Records contained in a dataset:

fn show_return(r: &TaxReturn) {
    println!("{}: {}", "ID".blue(), r.id);
    println!("{}: {}", "Name".blue(), r.display_name());
    println!(
        "{}: Form {} ({})",
        "Type".blue(),
        r.return_type,
        r.return_type.description()
    );
    println!("{}: {}", "Status".blue(), status_colored(r.status));
    println!("{}: {}", "Created".blue(), r.created_date);
    println!("{}: {}", "Last Updated".blue(), r.last_updated);
    if !r.notes.is_empty() {
        println!("{}: {}", "Notes".blue(), r.notes);
    }

    println!("\n{} ({}):", "Documents".green(), r.documents.len());
    for doc in &r.documents {
        println!(
            "  {} {} - {} - {} - uploaded {}",
            doc.id.dimmed(),
            doc.name,
            doc.kind.to_string().cyan(),
            doc.size_display(),
            doc.upload_date
        );
        if !doc.comments.is_empty() {
            println!("      {}", doc.comments.italic());
        }
    }
}

fn handle_doc_command(cmd: &DocCommand, store: &RecordStore) -> Result<()> {
    let controller = ReturnController::new(store);

    match cmd {
        DocCommand::Remove {
            return_id,
            document_id,
        } => {
            let mut tax_return = controller.get(return_id)?;
            let removed = tax_return
                .remove_document(document_id)
                .with_context(|| format!("Document not found: {}", document_id))?;
            controller.update(
                return_id,
                ReturnPatch {
                    documents: Some(tax_return.documents),
                    ..Default::default()
                },
            )?;
            println!("{} {}", "Removed".green(), removed.name);
        }
        DocCommand::Comment {
            return_id,
            document_id,
            comment,
        } => {
            let mut tax_return = controller.get(return_id)?;
            if !tax_return.set_document_comment(document_id, comment) {
                anyhow::bail!("Document not found: {}", document_id);
            }
            controller.update(
                return_id,
                ReturnPatch {
                    documents: Some(tax_return.documents),
                    ..Default::default()
                },
            )?;
            println!("{}", "Comment saved.".green());
        }
    }

    Ok(())
}

fn show_activity(store: &RecordStore, limit: usize) -> Result<()> {
    let entries = ActivityLog::new(store).recent(limit)?;
    if entries.is_empty() {
        println!("{}", "No activity yet.".yellow());
        return Ok(());
    }

    for entry in entries {
        println!(
            "{} {} [{}] {}",
            entry.timestamp.format("%Y-%m-%d %H:%M:%S").to_string().dimmed(),
            entry.action.bold(),
            entry.entity_type,
            entry.description
        );
    }
    Ok(())
}
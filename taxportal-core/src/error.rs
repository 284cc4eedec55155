//! Error types surfaced to portal callers

use thiserror::Error;

/// Errors raised by the authentication stub
#[derive(Error, Debug, Clone, PartialEq, Eq)]
pub enum AuthError {
    #[error("{0}")]
    InvalidCredentials(String),

    #[error("{0}")]
    InvalidCode(String),

    #[error("Unknown or expired verification challenge")]
    UnknownChallenge,

    #[error("Not logged in. Run `taxportal login` first.")]
    NotLoggedIn,
}

/// Errors that can occur during portal operations
#[derive(Error, Debug)]
pub enum PortalError {
    /// A form failed validation; the message is meant for the user as-is
    #[error("{0}")]
    Validation(String),

    /// One or more file candidates were rejected; reasons joined with ", "
    #[error("{0}")]
    Attachments(String),

    #[error("Tax return not found: {0}")]
    NotFound(String),

    #[error(transparent)]
    Auth(#[from] AuthError),

    #[error("Storage error: {0:#}")]
    Storage(#[from] anyhow::Error),
}

impl PortalError {
    pub fn validation(message: impl Into<String>) -> Self {
        PortalError::Validation(message.into())
    }

    /// True for errors the user can fix by editing the form and retrying
    pub fn is_user_facing(&self) -> bool {
        !matches!(self, PortalError::Storage(_))
    }
}

pub type PortalResult<T> = std::result::Result<T, PortalError>;
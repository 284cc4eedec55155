//! Return lifecycle: create, edit, status changes and deletion
//!
//! Every mutation loads the `returns` collection, applies the change,
//! persists the whole collection and appends an activity-log entry.
//! Validation failures leave storage untouched.

use log::info;

use crate::activity::{ActivityLog, ENTITY_TAX_RETURN};
use crate::error::{PortalError, PortalResult};
use crate::models::{
    new_id, today, ReturnInput, ReturnPatch, ReturnStats, ReturnStatus, TaxReturn, RETURNS_KEY,
};
use crate::seed::seed_returns;
use crate::store::RecordStore;

/// Message shown when a return is submitted without attachments
pub const NO_DOCUMENTS_MESSAGE: &str = "Please upload at least one document";

pub struct ReturnController<'a> {
    store: &'a RecordStore,
    activity: ActivityLog<'a>,
}

impl<'a> ReturnController<'a> {
    pub fn new(store: &'a RecordStore) -> Self {
        Self {
            store,
            activity: ActivityLog::new(store),
        }
    }

    /// All returns, newest first; seeds the demo returns on first access
    pub fn list(&self) -> PortalResult<Vec<TaxReturn>> {
        Ok(self.store.load(RETURNS_KEY, seed_returns)?)
    }

    pub fn get(&self, id: &str) -> PortalResult<TaxReturn> {
        self.list()?
            .into_iter()
            .find(|r| r.id == id)
            .ok_or_else(|| PortalError::NotFound(id.to_string()))
    }

    pub fn stats(&self) -> PortalResult<ReturnStats> {
        Ok(ReturnStats::from_returns(&self.list()?))
    }

    fn save(&self, returns: &[TaxReturn]) -> PortalResult<()> {
        Ok(self.store.save(RETURNS_KEY, returns)?)
    }

    /// Creates a Pending return and puts it at the head of the collection
    pub fn create(&self, input: ReturnInput) -> PortalResult<TaxReturn> {
        if input.documents.is_empty() {
            return Err(PortalError::validation(NO_DOCUMENTS_MESSAGE));
        }

        let mut returns = self.list()?;
        let now = today();
        let tax_return = TaxReturn {
            id: new_id(),
            name: input.name.filter(|n| !n.trim().is_empty()),
            return_type: input.return_type,
            status: ReturnStatus::Pending,
            document_count: input.documents.len(),
            documents: input.documents,
            notes: input.notes,
            created_date: now,
            last_updated: now,
        };

        returns.insert(0, tax_return.clone());
        self.save(&returns)?;
        self.activity.append(
            "Tax Return Created",
            ENTITY_TAX_RETURN,
            &format!("New {} return created", tax_return.return_type),
        )?;

        info!("Created return {} ({})", tax_return.id, tax_return.return_type);
        Ok(tax_return)
    }

    /// Merges `patch` into the return with `id`
    pub fn update(&self, id: &str, patch: ReturnPatch) -> PortalResult<TaxReturn> {
        if matches!(&patch.documents, Some(docs) if docs.is_empty()) {
            return Err(PortalError::validation(NO_DOCUMENTS_MESSAGE));
        }

        let mut returns = self.list()?;
        let existing = returns
            .iter_mut()
            .find(|r| r.id == id)
            .ok_or_else(|| PortalError::NotFound(id.to_string()))?;

        if let Some(name) = patch.name {
            existing.name = Some(name).filter(|n| !n.trim().is_empty());
        }
        if let Some(return_type) = patch.return_type {
            existing.return_type = return_type;
        }
        if let Some(documents) = patch.documents {
            existing.documents = documents;
        }
        if let Some(notes) = patch.notes {
            existing.notes = notes;
        }
        existing.document_count = existing.documents.len();
        existing.last_updated = today();

        let updated = existing.clone();
        self.save(&returns)?;
        self.activity.append(
            "Tax Return Updated",
            ENTITY_TAX_RETURN,
            &format!("Return #{} was modified", updated.id),
        )?;

        info!("Updated return {}", updated.id);
        Ok(updated)
    }

    /// Overwrites the status; every transition is permitted
    pub fn set_status(&self, id: &str, status: ReturnStatus) -> PortalResult<TaxReturn> {
        let mut returns = self.list()?;
        let existing = returns
            .iter_mut()
            .find(|r| r.id == id)
            .ok_or_else(|| PortalError::NotFound(id.to_string()))?;

        existing.status = status;
        existing.last_updated = today();

        let updated = existing.clone();
        self.save(&returns)?;
        self.activity.append(
            "Status Updated",
            ENTITY_TAX_RETURN,
            &format!(
                "Return {} status changed to {}",
                updated.name.clone().unwrap_or_else(|| format!("#{}", updated.id)),
                status
            ),
        )?;

        info!("Return {} is now {}", updated.id, status);
        Ok(updated)
    }

    /// Physically removes the return with `id`
    pub fn delete(&self, id: &str) -> PortalResult<()> {
        let mut returns = self.list()?;
        let original_len = returns.len();
        returns.retain(|r| r.id != id);
        if returns.len() == original_len {
            return Err(PortalError::NotFound(id.to_string()));
        }

        self.save(&returns)?;
        self.activity.append(
            "Tax Return Deleted",
            ENTITY_TAX_RETURN,
            &format!("Return #{} was deleted", id),
        )?;

        info!("Deleted return {}", id);
        Ok(())
    }
}

/// Case-insensitive substring search over name, type and status
///
/// An empty term matches everything; order is preserved.
pub fn filter<'r>(returns: &'r [TaxReturn], term: &str) -> Vec<&'r TaxReturn> {
    let needle = term.to_lowercase();
    returns
        .iter()
        .filter(|r| {
            r.name
                .as_deref()
                .is_some_and(|n| n.to_lowercase().contains(&needle))
                || r.return_type.code().contains(&needle)
                || r.status.label().to_lowercase().contains(&needle)
        })
        .collect()
}

#[cfg(test)]
mod tests {
    use super::*;
    use crate::attachments::{AttachmentPolicy, FileCandidate};
    use crate::models::{Document, ReturnType, ACTIVITY_KEY};

    fn documents(n: usize) -> Vec<Document> {
        let policy = AttachmentPolicy::default();
        let files: Vec<_> = (0..n)
            .map(|i| FileCandidate::new(format!("doc{}.pdf", i), "application/pdf", 1024))
            .collect();
        policy.accept_batch(&files).accepted
    }

    fn input(n_docs: usize) -> ReturnInput {
        ReturnInput {
            documents: documents(n_docs),
            notes: "first filing".to_string(),
            ..ReturnInput::new(ReturnType::Form1040)
        }
    }

    #[test]
    fn test_create_persists_pending_return_at_head() {
        let store = RecordStore::in_memory();
        let controller = ReturnController::new(&store);

        let created = controller.create(input(2)).unwrap();
        assert_eq!(created.status, ReturnStatus::Pending);
        assert_eq!(created.document_count, 2);
        assert_eq!(created.created_date, today());
        assert_eq!(created.last_updated, today());

        let returns: Vec<TaxReturn> = store.load(RETURNS_KEY, Vec::new).unwrap();
        assert_eq!(returns[0], created);
        assert_eq!(returns.len(), seed_returns().len() + 1);

        let log = ActivityLog::new(&store).entries().unwrap();
        assert_eq!(log.len(), 1);
        assert_eq!(log[0].action, "Tax Return Created");
        assert_eq!(log[0].description, "New 1040 return created");
    }

    #[test]
    fn test_create_assigns_unique_ids() {
        let store = RecordStore::in_memory();
        let controller = ReturnController::new(&store);
        let a = controller.create(input(1)).unwrap();
        let b = controller.create(input(1)).unwrap();
        assert_ne!(a.id, b.id);
    }

    #[test]
    fn test_create_without_documents_has_no_side_effects() {
        let store = RecordStore::in_memory();
        let controller = ReturnController::new(&store);

        let err = controller.create(input(0)).unwrap_err();
        assert!(matches!(err, PortalError::Validation(_)));
        assert_eq!(err.to_string(), "Please upload at least one document");
        assert!(store.backend().keys().unwrap().is_empty());
    }

    #[test]
    fn test_update_merges_fields_and_refreshes_count() {
        let store = RecordStore::in_memory();
        let controller = ReturnController::new(&store);
        let created = controller.create(input(1)).unwrap();

        let updated = controller
            .update(
                &created.id,
                ReturnPatch {
                    return_type: Some(ReturnType::Form1065),
                    documents: Some(documents(3)),
                    ..Default::default()
                },
            )
            .unwrap();

        assert_eq!(updated.id, created.id);
        assert_eq!(updated.return_type, ReturnType::Form1065);
        assert_eq!(updated.document_count, 3);
        assert_eq!(updated.notes, "first filing");
        assert_eq!(updated.status, ReturnStatus::Pending);
        assert_eq!(controller.get(&created.id).unwrap(), updated);

        let log = ActivityLog::new(&store).recent(1).unwrap();
        assert_eq!(log[0].description, format!("Return #{} was modified", created.id));
    }

    #[test]
    fn test_update_rejects_emptying_documents() {
        let store = RecordStore::in_memory();
        let controller = ReturnController::new(&store);
        let created = controller.create(input(1)).unwrap();

        let err = controller
            .update(
                &created.id,
                ReturnPatch {
                    documents: Some(Vec::new()),
                    ..Default::default()
                },
            )
            .unwrap_err();
        assert_eq!(err.to_string(), NO_DOCUMENTS_MESSAGE);
        assert_eq!(controller.get(&created.id).unwrap().document_count, 1);
    }

    #[test]
    fn test_update_unknown_id() {
        let store = RecordStore::in_memory();
        let controller = ReturnController::new(&store);
        let err = controller.update("nope", ReturnPatch::default()).unwrap_err();
        assert!(matches!(err, PortalError::NotFound(id) if id == "nope"));
    }

    #[test]
    fn test_set_status_allows_any_transition() {
        let store = RecordStore::in_memory();
        let controller = ReturnController::new(&store);

        // Seeded return "1" is Completed
        let reopened = controller.set_status("1", ReturnStatus::Pending).unwrap();
        assert_eq!(reopened.status, ReturnStatus::Pending);
        assert_eq!(reopened.last_updated, today());
        assert_eq!(controller.get("1").unwrap().status, ReturnStatus::Pending);

        let log = ActivityLog::new(&store).entries().unwrap();
        assert_eq!(log[0].action, "Status Updated");
        assert_eq!(log[0].description, "Return John Smith status changed to Pending");
    }

    #[test]
    fn test_status_log_for_unnamed_return_uses_id() {
        let store = RecordStore::in_memory();
        let controller = ReturnController::new(&store);
        let created = controller.create(input(1)).unwrap();
        assert_eq!(created.display_name(), format!("Return #{}", created.id));

        controller.set_status(&created.id, ReturnStatus::Completed).unwrap();
        let log = ActivityLog::new(&store).entries().unwrap();
        assert_eq!(
            log.last().unwrap().description,
            format!("Return #{} status changed to Completed", created.id)
        );
    }

    #[test]
    fn test_delete_removes_record() {
        let store = RecordStore::in_memory();
        let controller = ReturnController::new(&store);
        let created = controller.create(input(1)).unwrap();

        controller.delete(&created.id).unwrap();
        let returns: Vec<TaxReturn> = store.load(RETURNS_KEY, Vec::new).unwrap();
        assert!(returns.iter().all(|r| r.id != created.id));

        assert!(matches!(
            controller.delete(&created.id),
            Err(PortalError::NotFound(_))
        ));

        let raw = store.backend().get(ACTIVITY_KEY).unwrap().unwrap();
        assert!(raw.contains(&format!("Return #{} was deleted", created.id)));
    }

    #[test]
    fn test_filter() {
        let returns = seed_returns();

        let all = filter(&returns, "");
        assert_eq!(all.len(), returns.len());
        assert!(all.iter().zip(&returns).all(|(a, b)| a.id == b.id));

        let by_name = filter(&returns, "SMITH");
        assert_eq!(by_name.len(), 1);
        assert_eq!(by_name[0].id, "1");

        let by_type = filter(&returns, "1065");
        assert_eq!(by_type.len(), 1);

        let by_status = filter(&returns, "in review");
        assert_eq!(by_status.len(), 1);
        assert_eq!(by_status[0].id, "2");

        assert!(filter(&returns, "zzz").is_empty());
    }

    #[test]
    fn test_stats_follow_mutations() {
        let store = RecordStore::in_memory();
        let controller = ReturnController::new(&store);
        let before = controller.stats().unwrap();

        controller.create(input(1)).unwrap();
        let after = controller.stats().unwrap();
        assert_eq!(after.total, before.total + 1);
        assert_eq!(after.pending, before.pending + 1);
    }
}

Exercise brief: Every line in the data above that includes the word "anyhow" should be copied.

Solution to the exercise:
                anyhow::bail!("Document not found: {}", document_id);
    Storage(#[from] anyhow::Error),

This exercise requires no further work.